(Collected data entries)
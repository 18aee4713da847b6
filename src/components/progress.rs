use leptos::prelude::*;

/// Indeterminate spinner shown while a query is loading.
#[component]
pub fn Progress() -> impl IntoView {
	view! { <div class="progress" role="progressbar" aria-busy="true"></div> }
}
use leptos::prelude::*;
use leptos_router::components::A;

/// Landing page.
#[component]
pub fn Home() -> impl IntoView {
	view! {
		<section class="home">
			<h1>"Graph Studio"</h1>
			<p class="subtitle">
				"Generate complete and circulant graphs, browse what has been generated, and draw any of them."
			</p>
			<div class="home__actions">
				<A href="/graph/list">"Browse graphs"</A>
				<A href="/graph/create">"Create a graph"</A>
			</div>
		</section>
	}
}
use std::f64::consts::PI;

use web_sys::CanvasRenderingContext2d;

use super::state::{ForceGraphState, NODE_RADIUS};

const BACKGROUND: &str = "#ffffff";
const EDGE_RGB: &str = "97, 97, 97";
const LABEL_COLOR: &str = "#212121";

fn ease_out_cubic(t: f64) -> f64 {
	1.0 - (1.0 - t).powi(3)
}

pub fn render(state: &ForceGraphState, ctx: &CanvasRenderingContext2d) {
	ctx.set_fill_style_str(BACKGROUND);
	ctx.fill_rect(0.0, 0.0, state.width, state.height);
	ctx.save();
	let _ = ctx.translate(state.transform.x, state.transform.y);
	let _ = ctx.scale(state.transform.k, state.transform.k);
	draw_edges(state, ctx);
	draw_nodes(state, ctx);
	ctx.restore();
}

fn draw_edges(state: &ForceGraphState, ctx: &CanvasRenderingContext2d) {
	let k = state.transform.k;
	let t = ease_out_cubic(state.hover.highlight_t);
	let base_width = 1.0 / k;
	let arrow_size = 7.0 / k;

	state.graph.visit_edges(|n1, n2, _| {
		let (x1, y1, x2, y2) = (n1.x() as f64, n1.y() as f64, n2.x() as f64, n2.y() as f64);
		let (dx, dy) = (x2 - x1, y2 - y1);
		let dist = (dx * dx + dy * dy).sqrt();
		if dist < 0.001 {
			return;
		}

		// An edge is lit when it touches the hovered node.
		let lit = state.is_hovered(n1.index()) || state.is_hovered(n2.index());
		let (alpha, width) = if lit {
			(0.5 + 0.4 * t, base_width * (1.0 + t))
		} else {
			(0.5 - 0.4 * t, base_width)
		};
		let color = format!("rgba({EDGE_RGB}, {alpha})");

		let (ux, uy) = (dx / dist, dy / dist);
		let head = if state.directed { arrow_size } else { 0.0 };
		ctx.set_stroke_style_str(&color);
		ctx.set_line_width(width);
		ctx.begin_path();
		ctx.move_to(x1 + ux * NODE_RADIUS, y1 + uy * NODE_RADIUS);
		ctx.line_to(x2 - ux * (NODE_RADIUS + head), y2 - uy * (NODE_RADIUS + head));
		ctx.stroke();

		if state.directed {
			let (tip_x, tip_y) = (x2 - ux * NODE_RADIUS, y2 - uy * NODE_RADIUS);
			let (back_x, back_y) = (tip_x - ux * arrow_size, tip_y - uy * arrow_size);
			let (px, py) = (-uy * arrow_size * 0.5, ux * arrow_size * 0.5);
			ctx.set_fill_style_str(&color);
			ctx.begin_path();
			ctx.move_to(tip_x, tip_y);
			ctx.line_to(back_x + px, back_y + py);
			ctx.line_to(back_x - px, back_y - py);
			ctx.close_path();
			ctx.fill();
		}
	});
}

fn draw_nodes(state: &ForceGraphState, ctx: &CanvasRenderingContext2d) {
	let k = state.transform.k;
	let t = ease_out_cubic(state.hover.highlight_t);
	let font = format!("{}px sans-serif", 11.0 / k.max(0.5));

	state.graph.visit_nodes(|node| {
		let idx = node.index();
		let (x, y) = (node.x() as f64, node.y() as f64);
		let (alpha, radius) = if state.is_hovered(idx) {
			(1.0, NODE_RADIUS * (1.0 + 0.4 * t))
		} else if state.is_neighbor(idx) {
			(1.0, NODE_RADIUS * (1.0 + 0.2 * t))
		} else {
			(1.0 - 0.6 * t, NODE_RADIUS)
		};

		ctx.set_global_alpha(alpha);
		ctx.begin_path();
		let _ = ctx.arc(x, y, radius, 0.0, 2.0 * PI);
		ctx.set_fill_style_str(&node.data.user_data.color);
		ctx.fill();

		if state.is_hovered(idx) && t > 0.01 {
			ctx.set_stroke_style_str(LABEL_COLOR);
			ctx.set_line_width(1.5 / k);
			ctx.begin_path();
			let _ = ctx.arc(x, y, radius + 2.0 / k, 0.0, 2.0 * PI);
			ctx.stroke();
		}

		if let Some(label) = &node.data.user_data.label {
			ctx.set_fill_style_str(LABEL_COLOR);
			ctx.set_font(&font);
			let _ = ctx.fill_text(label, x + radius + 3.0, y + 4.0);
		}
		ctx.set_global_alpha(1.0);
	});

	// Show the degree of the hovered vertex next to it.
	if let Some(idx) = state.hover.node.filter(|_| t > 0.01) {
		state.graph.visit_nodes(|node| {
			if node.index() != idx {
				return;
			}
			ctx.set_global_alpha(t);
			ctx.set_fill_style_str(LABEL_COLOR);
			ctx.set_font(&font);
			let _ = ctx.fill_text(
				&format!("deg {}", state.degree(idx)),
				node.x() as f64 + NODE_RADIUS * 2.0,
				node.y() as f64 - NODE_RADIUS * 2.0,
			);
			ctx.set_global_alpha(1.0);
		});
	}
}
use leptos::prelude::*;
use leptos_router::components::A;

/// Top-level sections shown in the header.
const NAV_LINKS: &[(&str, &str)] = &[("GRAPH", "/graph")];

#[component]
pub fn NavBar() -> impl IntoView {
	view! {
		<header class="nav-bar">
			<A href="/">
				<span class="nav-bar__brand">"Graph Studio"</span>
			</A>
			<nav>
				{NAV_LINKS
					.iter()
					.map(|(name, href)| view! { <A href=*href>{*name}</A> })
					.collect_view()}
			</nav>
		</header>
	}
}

### EXERCISE GOAL
A complete answer gives every line of the data that includes "impl".

### REPLY
pub fn Progress() -> impl IntoView {
pub fn Home() -> impl IntoView {
pub fn NavBar() -> impl IntoView {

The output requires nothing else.